With so many variables and processes on the line, it is no wonder that the top six concerns of Global-1000 companies are related to external factors. A recent survey of the Global-1000 released by A.T. Kearney Research reveals that their number-one concern is government regulations, followed by country financial risk, currency risk, political and social unrest, rule of law and threats to the supply chain.

RISK OUTLOOK

In order to address the concerns of global companies, Aon conducts an annual risk analysis, collecting data from trade credit and political risk insurers, as well as its own sources of intelligence. The findings are published each year in the “Political and Economic Risk Map” (see accompanying map), a visual guide that gives an overall picture of risk throughout the world. The map focuses on implications for business, including events that can affect the outcome of a foreign investment, a contract, a loan or an outsourcing arrangement.

The outlook for 2005 presents a more simplified picture than that of 10 years ago. Political risk underwriters are seeing greater stability in currency and fewer countries that are rated as high risks. Does this mean the world is safer than it was a year ago? Not necessarily. Political violence is still a very prominent threat and terrorism-related concerns can lead to downgrades, such as that in the case of Saudi Arabia. Underwriters are currently more concerned and cautious about risks in the oil-rich region, which was downgraded from medium to medium-high risk this year.
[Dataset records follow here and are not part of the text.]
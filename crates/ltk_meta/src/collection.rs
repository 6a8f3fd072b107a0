//! Collections: named override profiles and their redirect tables.
//!
//! A [`Collection`] is what the host resolves game paths through. Its store
//! registers a [`VirtualPath`] for every patched file while the collection's
//! overlay is active; the host then loads the virtual path instead of the game
//! path, and the load hook fills in the patched bytes.

use crate::error::{MutexResultExt, Result};
use crate::path::{validate_collection_name, GamePath, VirtualPath};
use std::collections::HashMap;
use std::sync::atomic::{AtomicU64, Ordering};
use std::sync::RwLock;

#[derive(Debug)]
pub struct Collection {
    name: String,
    generation: AtomicU64,
    redirects: RwLock<HashMap<GamePath, VirtualPath>>,
}

impl Collection {
    pub fn new(name: impl Into<String>) -> Result<Self> {
        let name = name.into();
        validate_collection_name(&name)?;
        Ok(Self {
            name,
            generation: AtomicU64::new(0),
            redirects: RwLock::new(HashMap::new()),
        })
    }

    pub fn name(&self) -> &str {
        &self.name
    }

    pub fn generation(&self) -> u64 {
        self.generation.load(Ordering::Acquire)
    }

    /// Advance the generation, invalidating virtual paths built from older ones.
    ///
    /// Returns the new generation.
    pub fn bump_generation(&self) -> u64 {
        self.generation.fetch_add(1, Ordering::AcqRel) + 1
    }

    /// Virtual path for `path` under the current generation.
    pub fn virtual_path(&self, path: &GamePath) -> VirtualPath {
        VirtualPath::new(self.name.clone(), self.generation(), path.clone())
    }

    /// Redirect loads of `path` to `target`, replacing any earlier redirect.
    pub fn force_file(&self, path: GamePath, target: VirtualPath) -> Result<()> {
        tracing::debug!("Collection {}: {} -> {}", self.name, path, target);
        self.redirects.write().mutex_err()?.insert(path, target);
        Ok(())
    }

    /// Drop the redirect for `path`. Returns whether one existed.
    pub fn remove_file(&self, path: &GamePath) -> Result<bool> {
        let removed = self.redirects.write().mutex_err()?.remove(path).is_some();
        if removed {
            tracing::debug!("Collection {}: removed redirect for {}", self.name, path);
        }
        Ok(removed)
    }

    /// Where a load of `path` should go, if it is redirected.
    pub fn resolve(&self, path: &GamePath) -> Result<Option<VirtualPath>> {
        Ok(self.redirects.read().mutex_err()?.get(path).cloned())
    }

    /// Snapshot of all redirects, sorted by game path.
    pub fn redirects(&self) -> Result<Vec<(GamePath, VirtualPath)>> {
        let mut all: Vec<_> = self
            .redirects
            .read()
            .mutex_err()?
            .iter()
            .map(|(k, v)| (k.clone(), v.clone()))
            .collect();
        all.sort_by(|a, b| a.0.cmp(&b.0));
        Ok(all)
    }

    /// Poison the redirect table so every later access fails.
    #[cfg(test)]
    pub(crate) fn poison_redirects(&self) {
        let _ = std::panic::catch_unwind(std::panic::AssertUnwindSafe(|| {
            let _guard = self.redirects.write();
            panic!("poisoning redirect table");
        }));
    }
}
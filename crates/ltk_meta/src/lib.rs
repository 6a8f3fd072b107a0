//! Per-collection metadata patching and load redirection.
//!
//! This crate keeps, for every collection (a named override profile), an
//! in-memory patched copy of the host's IMC variant tables, and hooks the host's
//! asset loader so that loads of those tables receive the patched bytes. It
//! supports:
//!
//! - **Selector-addressed edits**: [`ImcManipulation`](imc::ImcManipulation)s
//!   replace one entry of one table; re-applying a selector replaces the earlier
//!   edit instead of stacking.
//! - **Revert to canonical**: reverting restores the host's own entry and keeps
//!   every other edit to the same file.
//! - **Overlay toggling**: a collection's virtual paths can be registered and
//!   removed without discarding its edits.
//! - **Staleness tracking**: resources the host already holds are refreshed in
//!   place when their table changed after they were served.
//! - **Shared hook**: one reference-counted interception point serves every
//!   store and is installed only while at least one store exists.
//!
//! # Example
//!
//! ```no_run
//! use ltk_meta::imc::{EquipSlot, ImcEntry, ImcManipulation, ImcSelector};
//! use ltk_meta::{Collection, MemoryDefaultSource, MetaConfig, MetaService};
//! use std::sync::Arc;
//!
//! # fn main() -> ltk_meta::Result<()> {
//! # let loader: Arc<dyn ltk_meta::HostLoader> = unimplemented!();
//! let service = MetaService::new(
//!     MetaConfig::default(),
//!     loader,
//!     Arc::new(MemoryDefaultSource::new()),
//! );
//!
//! let store = service.create_store(Arc::new(Collection::new("Default")?))?;
//! store.activate_overlay()?;
//!
//! let manip = ImcManipulation::new(
//!     ImcSelector::equipment(1, 3, EquipSlot::Head),
//!     ImcEntry { material_id: 2, ..Default::default() },
//! );
//! store.apply_manipulation(manip)?;
//! store.revert_manipulation(&manip)?;
//! store.dispose()?;
//! # Ok(())
//! # }
//! ```

pub mod collection;
pub mod config;
pub mod diagnostics;
pub mod error;
pub mod events;
pub mod hook;
pub mod host;
pub mod imc;
pub mod manager;
pub mod path;
pub mod registry;
pub mod service;
pub mod source;


// Re-export main types
pub use collection::Collection;
pub use config::MetaConfig;
pub use diagnostics::{diagnostics, Diagnostics};
pub use error::{Error, ErrorKind, Result};
pub use events::{EventBus, MetaEvent, SubscriptionId};
pub use hook::{HookDispatch, HookLease, InterceptionHook};
pub use host::{
    HandlerId, HostLoader, LoadOverride, LoadRequest, PostLoadHandler, PreLoadHandler,
    ResidentResource, ResourceType,
};
pub use manager::{MetaManager, ServeMode};
pub use path::{GamePath, VirtualPath};
pub use registry::{CollectionHandle, CollectionRegistry};
pub use service::MetaService;
pub use source::{DefaultSource, FsDefaultSource, MemoryDefaultSource};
Other key downgrades include Bolivia and Haiti, as a result of increased violence and instability. Conversely, underwriters are now looking more favorably on Uruguay and Argentina. Both countries have been upgraded from high to medium-high. In Eastern Europe, Romania and Bulgaria have been upgraded as they make the move toward EU membership. Although countries like Ukraine and Libya are being regarded more positively by insurers, they have not yet had their ratings change due to ongoing concerns and the lack of a solid track record demonstrating stability.

On the agenda for many Canadian businesses are questions over expansion into China. Despite enormous foreign investment, China is still a question mark in the minds of insurers. With an unpredictable legal system and several other risk factors that have not been mitigated, the growing number of contracts in the region could be a cause for concern for political risk underwriters. While China carries medium risk in the general index of countries, it rates as a low risk on Aon’s new “Supply Chain Risk Index”.

The Supply Chain Risk Index rated 50 countries on the basis of their economic situation, trade openness, potential labor unrest, political violence, war and terrorism. Other influencing factors include a country’s infrastructure, epidemic risk and currency inconvertibility. Countries rated with high risk on the index include Angola, Cote d’Ivoire, Haiti and Malaysia.

MOVING FORWARD

As foreign capital cautiously returns to emerging markets, the demand for political risk insurance is increasing. Directors and officers are becoming more risk focused in this post-Sarbanes-Oxley world, conducting systematic reviews of political and economic risks in their trading relationships with other countries.

Analyzing political and economic risk goes beyond monitoring headlines. It is a complex process requiring in-depth investigation and ongoing monitoring of all the reasons for entering into trading relationships, as well as safely maintaining them once they are established. The knowledge residing in relatively few specialty brokerages and insurers providing risk solutions and risk transfer capacity is one of the more effective sources of current market intelligence for firms looking to the rewards of the global economy.